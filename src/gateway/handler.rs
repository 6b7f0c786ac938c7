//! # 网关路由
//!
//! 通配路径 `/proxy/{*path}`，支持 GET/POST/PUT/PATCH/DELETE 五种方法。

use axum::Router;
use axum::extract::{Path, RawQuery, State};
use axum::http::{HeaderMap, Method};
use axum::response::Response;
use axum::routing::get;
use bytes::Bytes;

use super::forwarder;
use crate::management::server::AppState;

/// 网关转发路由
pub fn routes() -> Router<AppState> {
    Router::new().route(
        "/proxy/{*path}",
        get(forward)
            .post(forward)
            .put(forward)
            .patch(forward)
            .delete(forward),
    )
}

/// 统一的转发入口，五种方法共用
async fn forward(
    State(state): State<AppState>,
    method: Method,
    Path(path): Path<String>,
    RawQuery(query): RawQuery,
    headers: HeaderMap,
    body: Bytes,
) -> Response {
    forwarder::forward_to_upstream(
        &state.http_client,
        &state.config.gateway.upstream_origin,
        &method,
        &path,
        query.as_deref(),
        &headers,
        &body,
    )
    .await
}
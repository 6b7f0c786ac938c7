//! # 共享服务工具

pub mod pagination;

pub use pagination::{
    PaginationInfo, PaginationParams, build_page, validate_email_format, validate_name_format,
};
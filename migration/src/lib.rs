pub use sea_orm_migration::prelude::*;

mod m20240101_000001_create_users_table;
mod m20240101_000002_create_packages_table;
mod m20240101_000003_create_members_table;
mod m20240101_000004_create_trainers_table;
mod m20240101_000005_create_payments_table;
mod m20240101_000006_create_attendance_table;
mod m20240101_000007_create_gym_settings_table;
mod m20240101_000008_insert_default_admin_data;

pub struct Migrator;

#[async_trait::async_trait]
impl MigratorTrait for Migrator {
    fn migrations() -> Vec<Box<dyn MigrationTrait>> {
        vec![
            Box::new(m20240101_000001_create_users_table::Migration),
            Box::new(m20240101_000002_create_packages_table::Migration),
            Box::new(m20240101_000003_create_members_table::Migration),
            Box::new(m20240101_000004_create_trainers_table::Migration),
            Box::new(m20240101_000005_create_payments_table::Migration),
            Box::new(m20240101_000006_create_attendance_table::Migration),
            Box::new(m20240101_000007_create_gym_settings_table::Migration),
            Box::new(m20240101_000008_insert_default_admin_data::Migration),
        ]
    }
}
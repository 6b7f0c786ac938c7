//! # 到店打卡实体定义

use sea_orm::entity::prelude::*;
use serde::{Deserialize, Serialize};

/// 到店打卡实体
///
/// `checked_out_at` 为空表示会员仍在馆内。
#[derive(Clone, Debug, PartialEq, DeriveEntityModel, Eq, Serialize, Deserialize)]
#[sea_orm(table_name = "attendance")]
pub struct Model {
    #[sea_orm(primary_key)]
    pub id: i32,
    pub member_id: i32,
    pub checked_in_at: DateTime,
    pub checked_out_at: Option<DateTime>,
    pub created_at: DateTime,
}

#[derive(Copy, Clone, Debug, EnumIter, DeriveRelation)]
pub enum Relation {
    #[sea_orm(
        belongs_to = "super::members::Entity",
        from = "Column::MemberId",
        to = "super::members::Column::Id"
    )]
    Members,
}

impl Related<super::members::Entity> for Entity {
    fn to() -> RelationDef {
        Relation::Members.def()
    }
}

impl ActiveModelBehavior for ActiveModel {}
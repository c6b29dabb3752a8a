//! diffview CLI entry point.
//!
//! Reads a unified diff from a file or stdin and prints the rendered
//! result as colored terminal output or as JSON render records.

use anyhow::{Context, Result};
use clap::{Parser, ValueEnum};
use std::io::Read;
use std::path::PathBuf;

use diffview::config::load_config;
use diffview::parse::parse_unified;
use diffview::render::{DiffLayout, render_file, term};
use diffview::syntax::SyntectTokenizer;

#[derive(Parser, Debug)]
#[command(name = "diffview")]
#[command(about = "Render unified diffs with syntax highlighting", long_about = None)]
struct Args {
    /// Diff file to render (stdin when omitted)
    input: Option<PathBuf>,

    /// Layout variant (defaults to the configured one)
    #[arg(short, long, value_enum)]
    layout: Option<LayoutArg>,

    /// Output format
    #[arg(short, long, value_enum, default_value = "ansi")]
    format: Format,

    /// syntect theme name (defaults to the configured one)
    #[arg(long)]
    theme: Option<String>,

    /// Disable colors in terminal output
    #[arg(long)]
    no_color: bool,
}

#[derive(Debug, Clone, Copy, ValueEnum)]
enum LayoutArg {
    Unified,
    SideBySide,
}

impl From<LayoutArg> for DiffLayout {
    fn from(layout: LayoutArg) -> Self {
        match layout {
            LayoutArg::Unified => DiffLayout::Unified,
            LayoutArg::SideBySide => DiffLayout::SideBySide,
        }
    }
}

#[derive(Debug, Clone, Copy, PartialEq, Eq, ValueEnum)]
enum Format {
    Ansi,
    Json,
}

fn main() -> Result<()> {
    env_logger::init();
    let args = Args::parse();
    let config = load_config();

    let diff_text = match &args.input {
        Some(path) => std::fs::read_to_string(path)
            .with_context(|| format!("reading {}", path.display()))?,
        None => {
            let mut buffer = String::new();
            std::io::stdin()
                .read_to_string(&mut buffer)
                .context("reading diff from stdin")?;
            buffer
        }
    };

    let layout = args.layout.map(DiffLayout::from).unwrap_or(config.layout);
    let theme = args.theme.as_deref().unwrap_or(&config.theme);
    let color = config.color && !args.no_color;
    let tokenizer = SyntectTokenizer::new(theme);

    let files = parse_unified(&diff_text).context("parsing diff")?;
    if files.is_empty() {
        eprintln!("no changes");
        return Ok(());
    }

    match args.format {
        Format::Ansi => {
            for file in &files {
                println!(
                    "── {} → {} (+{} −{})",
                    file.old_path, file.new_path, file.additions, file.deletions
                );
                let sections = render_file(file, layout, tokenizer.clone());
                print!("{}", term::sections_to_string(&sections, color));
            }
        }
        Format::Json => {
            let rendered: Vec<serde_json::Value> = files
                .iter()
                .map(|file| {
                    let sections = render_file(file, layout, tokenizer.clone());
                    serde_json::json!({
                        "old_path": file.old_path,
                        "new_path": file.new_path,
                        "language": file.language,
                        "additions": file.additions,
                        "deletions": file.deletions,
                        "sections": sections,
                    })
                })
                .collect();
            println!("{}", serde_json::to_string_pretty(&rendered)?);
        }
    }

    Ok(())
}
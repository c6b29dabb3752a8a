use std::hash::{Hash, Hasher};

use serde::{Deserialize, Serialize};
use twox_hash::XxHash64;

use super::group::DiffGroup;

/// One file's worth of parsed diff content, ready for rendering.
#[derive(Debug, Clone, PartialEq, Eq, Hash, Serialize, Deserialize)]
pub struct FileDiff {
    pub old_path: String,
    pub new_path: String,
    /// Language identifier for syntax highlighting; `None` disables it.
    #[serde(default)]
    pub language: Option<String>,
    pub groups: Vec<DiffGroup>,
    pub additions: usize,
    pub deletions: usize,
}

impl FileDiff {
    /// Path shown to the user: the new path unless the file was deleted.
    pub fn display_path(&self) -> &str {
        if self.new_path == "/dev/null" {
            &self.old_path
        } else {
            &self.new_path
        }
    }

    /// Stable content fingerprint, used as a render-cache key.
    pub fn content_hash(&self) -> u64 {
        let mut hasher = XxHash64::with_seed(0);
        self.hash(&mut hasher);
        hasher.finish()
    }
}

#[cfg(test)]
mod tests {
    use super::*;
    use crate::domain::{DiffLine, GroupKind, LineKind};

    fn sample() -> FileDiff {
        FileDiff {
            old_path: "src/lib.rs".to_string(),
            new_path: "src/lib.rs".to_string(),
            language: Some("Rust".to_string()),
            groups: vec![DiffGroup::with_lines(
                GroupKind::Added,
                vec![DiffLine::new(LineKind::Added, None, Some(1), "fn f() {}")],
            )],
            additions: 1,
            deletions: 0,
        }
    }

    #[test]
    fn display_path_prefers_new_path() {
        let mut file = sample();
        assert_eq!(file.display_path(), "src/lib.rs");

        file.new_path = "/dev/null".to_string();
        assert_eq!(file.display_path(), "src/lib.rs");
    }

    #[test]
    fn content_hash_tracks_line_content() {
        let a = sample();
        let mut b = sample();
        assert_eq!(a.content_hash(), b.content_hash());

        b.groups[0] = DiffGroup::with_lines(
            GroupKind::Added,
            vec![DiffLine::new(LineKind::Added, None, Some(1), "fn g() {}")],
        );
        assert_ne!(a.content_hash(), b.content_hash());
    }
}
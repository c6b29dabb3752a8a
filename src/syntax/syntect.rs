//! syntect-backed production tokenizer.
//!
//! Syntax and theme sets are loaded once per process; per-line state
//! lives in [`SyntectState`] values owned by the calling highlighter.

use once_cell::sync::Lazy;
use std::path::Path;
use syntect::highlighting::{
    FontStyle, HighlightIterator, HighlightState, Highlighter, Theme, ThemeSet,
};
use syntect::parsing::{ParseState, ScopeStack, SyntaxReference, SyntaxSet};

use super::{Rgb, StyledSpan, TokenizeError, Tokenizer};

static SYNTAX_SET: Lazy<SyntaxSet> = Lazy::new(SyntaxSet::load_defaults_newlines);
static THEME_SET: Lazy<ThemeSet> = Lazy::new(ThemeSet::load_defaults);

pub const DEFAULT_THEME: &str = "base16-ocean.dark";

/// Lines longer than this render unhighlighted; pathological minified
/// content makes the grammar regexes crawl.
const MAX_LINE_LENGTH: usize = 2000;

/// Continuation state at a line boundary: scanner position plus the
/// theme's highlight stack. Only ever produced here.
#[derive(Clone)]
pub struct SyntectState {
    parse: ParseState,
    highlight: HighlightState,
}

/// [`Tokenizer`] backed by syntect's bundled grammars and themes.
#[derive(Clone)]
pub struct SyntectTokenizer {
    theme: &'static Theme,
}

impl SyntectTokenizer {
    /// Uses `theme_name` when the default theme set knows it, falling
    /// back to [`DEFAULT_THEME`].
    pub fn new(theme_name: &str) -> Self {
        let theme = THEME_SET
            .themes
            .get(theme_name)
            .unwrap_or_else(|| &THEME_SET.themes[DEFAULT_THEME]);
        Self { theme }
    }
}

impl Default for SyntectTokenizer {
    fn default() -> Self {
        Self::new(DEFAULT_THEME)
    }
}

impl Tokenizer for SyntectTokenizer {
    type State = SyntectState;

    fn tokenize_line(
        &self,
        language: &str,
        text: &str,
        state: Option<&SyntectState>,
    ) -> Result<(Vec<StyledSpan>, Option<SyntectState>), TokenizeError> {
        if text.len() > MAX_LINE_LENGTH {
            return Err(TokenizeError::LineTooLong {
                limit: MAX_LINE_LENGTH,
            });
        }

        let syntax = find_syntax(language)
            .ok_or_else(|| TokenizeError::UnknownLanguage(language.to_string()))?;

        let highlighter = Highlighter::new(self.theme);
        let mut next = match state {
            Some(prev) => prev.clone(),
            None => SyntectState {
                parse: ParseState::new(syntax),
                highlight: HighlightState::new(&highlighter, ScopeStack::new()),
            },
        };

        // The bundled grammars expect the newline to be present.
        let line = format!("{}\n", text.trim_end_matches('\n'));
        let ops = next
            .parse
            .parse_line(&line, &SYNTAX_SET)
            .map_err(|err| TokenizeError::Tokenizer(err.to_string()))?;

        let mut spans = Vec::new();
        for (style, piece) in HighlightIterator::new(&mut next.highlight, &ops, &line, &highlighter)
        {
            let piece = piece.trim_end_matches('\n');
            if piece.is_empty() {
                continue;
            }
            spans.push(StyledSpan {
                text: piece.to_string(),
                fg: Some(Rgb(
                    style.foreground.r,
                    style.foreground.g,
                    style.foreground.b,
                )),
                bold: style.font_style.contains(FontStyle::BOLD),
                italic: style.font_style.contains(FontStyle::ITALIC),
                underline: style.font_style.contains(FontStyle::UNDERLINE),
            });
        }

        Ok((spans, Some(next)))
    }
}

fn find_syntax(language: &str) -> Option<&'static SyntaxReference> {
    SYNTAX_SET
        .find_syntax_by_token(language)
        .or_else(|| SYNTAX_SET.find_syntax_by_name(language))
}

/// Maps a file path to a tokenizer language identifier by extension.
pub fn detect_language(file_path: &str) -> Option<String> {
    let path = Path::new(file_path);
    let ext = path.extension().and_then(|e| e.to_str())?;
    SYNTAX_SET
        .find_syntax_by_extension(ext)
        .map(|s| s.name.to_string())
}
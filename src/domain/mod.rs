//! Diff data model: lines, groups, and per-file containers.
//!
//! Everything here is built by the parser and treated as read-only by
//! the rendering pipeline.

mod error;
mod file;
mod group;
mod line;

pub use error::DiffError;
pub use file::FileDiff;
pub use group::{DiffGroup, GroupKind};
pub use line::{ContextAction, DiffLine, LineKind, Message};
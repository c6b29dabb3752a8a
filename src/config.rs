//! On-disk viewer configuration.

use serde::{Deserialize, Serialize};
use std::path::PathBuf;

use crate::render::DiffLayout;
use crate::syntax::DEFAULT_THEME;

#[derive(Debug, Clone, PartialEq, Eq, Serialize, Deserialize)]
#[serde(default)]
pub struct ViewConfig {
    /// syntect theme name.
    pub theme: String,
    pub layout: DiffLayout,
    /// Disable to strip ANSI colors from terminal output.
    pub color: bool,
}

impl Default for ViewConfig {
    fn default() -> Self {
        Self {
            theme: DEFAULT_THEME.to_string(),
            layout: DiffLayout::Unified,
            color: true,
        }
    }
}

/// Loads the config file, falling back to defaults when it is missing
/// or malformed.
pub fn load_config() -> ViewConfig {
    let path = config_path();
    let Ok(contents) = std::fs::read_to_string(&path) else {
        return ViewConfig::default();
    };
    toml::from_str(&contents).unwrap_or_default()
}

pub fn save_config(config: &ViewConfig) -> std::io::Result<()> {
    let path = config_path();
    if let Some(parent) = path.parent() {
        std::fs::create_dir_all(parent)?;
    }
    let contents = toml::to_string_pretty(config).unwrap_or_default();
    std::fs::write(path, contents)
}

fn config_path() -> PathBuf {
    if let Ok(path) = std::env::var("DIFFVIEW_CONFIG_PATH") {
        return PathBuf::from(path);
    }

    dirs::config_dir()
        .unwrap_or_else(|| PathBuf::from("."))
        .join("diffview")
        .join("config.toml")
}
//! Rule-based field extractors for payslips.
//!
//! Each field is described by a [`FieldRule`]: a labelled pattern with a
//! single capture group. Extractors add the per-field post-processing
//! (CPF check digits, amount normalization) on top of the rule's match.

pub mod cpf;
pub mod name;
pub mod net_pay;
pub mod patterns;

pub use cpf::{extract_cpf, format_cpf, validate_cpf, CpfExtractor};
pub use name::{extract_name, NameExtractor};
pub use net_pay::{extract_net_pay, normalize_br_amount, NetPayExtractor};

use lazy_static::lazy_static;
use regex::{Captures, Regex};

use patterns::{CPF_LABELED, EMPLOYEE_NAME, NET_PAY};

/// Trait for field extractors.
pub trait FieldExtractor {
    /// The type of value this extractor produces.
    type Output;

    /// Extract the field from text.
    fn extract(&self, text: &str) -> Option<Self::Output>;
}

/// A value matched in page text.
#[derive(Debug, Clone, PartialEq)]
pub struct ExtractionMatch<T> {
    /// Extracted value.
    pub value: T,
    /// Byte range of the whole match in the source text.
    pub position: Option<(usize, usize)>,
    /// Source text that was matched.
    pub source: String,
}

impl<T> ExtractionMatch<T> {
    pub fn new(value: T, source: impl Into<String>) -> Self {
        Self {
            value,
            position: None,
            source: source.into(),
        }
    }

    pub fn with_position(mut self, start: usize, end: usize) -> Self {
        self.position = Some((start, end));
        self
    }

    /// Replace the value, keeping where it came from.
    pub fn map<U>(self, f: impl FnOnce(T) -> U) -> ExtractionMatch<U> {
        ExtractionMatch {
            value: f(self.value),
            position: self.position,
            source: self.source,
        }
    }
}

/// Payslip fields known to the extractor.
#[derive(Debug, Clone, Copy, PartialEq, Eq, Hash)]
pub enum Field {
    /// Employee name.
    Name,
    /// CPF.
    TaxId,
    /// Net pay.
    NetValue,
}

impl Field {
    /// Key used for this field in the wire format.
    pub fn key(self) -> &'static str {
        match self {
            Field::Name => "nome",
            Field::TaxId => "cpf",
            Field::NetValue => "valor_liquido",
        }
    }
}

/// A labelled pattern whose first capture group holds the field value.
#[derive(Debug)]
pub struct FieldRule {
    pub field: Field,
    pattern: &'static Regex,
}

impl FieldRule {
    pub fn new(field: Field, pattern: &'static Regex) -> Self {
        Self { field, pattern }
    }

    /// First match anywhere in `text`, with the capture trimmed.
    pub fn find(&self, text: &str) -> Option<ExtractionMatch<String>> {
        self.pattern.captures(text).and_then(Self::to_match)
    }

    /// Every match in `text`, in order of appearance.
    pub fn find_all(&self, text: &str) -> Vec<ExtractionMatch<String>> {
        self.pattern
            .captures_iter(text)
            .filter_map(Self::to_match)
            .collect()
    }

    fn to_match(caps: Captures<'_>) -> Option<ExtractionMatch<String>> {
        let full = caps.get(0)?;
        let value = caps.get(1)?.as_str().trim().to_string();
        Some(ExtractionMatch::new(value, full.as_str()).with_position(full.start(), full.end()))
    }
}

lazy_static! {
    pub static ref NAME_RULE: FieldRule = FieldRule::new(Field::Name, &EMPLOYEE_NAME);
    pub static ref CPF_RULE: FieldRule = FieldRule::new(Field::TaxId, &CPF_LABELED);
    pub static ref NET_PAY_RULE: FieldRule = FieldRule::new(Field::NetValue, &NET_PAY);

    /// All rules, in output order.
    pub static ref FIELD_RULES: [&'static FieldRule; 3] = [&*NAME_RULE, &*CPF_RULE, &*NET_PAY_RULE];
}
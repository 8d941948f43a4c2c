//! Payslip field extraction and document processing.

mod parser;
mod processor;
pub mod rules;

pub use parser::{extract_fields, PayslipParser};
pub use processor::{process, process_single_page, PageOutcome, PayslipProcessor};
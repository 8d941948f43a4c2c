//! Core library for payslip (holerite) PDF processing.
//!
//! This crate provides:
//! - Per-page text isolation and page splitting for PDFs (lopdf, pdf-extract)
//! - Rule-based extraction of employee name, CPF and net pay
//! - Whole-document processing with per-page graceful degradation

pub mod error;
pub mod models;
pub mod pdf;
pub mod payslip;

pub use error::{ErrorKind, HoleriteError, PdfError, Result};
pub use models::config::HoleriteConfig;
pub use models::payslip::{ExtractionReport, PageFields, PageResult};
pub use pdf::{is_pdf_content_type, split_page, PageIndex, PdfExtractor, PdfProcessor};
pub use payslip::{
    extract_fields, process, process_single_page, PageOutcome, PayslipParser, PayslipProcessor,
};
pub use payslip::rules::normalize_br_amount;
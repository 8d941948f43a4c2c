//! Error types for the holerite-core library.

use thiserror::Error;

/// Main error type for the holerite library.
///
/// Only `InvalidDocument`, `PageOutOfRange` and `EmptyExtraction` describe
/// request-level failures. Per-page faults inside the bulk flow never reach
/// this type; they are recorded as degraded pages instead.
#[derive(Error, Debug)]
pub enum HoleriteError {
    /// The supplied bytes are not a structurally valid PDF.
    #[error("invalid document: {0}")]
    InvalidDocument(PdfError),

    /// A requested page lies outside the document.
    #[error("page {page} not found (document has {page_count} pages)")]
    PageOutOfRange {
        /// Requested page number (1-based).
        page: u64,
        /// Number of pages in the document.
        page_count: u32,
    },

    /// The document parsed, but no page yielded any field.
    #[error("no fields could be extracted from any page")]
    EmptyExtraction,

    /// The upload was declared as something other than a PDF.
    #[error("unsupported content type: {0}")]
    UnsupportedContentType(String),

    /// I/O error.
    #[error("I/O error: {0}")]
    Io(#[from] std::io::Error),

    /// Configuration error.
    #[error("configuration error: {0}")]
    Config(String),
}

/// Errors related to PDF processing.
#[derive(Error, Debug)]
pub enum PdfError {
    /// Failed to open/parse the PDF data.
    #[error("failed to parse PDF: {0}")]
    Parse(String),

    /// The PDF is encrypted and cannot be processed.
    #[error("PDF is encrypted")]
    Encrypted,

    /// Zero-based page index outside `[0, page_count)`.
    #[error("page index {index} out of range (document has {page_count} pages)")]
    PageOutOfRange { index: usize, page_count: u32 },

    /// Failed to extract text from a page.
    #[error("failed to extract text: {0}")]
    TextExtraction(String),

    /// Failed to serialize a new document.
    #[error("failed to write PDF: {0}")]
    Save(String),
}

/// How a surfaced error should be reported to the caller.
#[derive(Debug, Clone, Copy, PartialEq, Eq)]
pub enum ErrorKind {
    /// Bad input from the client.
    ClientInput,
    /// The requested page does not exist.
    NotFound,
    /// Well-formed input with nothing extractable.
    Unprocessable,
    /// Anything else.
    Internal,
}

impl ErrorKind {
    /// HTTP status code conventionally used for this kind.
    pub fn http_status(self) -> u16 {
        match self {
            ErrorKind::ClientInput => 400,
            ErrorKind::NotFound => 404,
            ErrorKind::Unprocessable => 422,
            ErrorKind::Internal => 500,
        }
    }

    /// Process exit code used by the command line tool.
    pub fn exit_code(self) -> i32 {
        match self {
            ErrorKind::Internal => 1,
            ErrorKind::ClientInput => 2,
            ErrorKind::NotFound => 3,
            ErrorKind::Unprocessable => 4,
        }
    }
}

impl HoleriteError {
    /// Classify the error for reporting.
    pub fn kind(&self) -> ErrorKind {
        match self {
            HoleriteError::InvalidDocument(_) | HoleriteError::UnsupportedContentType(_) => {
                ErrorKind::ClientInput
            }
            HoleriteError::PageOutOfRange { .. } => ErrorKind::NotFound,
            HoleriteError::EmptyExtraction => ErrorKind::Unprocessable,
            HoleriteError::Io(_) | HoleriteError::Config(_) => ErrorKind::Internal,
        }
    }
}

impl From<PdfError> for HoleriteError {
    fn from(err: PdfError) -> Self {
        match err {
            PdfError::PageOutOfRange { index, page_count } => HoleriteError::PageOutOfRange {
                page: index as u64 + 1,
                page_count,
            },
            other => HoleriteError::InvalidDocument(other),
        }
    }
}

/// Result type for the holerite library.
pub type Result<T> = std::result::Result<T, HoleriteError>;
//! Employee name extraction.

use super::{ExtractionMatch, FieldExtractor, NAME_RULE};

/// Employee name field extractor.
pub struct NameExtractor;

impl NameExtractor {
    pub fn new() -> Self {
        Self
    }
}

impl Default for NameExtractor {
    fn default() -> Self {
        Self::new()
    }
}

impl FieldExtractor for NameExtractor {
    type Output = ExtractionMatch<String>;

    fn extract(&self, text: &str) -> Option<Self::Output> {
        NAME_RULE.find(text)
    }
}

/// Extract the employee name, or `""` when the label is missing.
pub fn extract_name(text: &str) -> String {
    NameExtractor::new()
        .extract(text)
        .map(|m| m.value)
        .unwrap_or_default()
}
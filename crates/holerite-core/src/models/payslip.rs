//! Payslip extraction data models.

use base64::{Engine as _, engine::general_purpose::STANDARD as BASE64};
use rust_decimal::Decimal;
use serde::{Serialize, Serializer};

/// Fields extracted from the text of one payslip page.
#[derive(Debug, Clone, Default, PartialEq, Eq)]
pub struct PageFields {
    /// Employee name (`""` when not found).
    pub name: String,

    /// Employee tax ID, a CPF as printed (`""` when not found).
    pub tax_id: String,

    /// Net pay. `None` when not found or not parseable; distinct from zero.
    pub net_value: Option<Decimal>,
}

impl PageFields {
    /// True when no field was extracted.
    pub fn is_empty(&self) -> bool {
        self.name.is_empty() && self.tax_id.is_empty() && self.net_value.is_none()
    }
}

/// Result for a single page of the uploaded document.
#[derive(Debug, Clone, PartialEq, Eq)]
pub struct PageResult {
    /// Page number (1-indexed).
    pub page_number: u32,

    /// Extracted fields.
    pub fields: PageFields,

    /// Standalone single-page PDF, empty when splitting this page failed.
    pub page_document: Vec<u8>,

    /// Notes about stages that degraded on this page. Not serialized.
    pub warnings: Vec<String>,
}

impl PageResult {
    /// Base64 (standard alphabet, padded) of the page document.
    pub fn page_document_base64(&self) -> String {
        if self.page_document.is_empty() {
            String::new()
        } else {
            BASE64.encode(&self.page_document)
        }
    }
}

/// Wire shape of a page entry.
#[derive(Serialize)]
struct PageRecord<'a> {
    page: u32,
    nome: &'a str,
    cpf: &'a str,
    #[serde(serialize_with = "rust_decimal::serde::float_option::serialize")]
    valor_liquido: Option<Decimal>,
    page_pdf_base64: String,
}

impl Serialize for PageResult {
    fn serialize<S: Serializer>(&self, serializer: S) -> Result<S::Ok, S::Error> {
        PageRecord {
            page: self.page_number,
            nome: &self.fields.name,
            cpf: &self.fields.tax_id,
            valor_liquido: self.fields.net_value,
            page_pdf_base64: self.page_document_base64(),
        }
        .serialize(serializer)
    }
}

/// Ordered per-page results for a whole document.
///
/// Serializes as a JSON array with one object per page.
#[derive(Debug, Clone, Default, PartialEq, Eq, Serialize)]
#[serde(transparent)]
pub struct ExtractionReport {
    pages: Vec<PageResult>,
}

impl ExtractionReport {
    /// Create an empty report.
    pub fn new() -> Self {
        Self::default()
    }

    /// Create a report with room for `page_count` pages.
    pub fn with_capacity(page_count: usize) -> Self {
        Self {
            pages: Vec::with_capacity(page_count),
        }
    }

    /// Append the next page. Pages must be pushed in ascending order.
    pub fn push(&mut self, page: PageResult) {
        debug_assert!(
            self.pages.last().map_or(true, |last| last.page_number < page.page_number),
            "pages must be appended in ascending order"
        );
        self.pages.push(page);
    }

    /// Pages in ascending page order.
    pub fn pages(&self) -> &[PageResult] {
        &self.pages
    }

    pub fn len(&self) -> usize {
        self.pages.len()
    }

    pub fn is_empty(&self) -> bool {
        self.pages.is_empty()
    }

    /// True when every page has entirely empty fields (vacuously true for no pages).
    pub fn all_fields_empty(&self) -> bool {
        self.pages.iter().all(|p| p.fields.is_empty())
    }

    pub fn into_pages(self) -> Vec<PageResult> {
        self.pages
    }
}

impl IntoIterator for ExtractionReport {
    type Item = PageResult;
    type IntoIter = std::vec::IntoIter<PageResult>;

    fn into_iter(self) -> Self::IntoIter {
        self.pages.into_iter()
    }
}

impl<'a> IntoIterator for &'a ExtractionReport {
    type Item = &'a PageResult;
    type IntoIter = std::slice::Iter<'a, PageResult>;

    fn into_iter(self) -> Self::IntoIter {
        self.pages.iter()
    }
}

+ + +

Instructions to follow: From the listing above, return every line that contains the word "DiffLayout".

Answer area:
use diffview::render::{DiffLayout, render_file, term};
impl From<LayoutArg> for DiffLayout {
            LayoutArg::Unified => DiffLayout::Unified,
            LayoutArg::SideBySide => DiffLayout::SideBySide,
    let layout = args.layout.map(DiffLayout::from).unwrap_or(config.layout);
use crate::render::DiffLayout;
    pub layout: DiffLayout,
            layout: DiffLayout::Unified,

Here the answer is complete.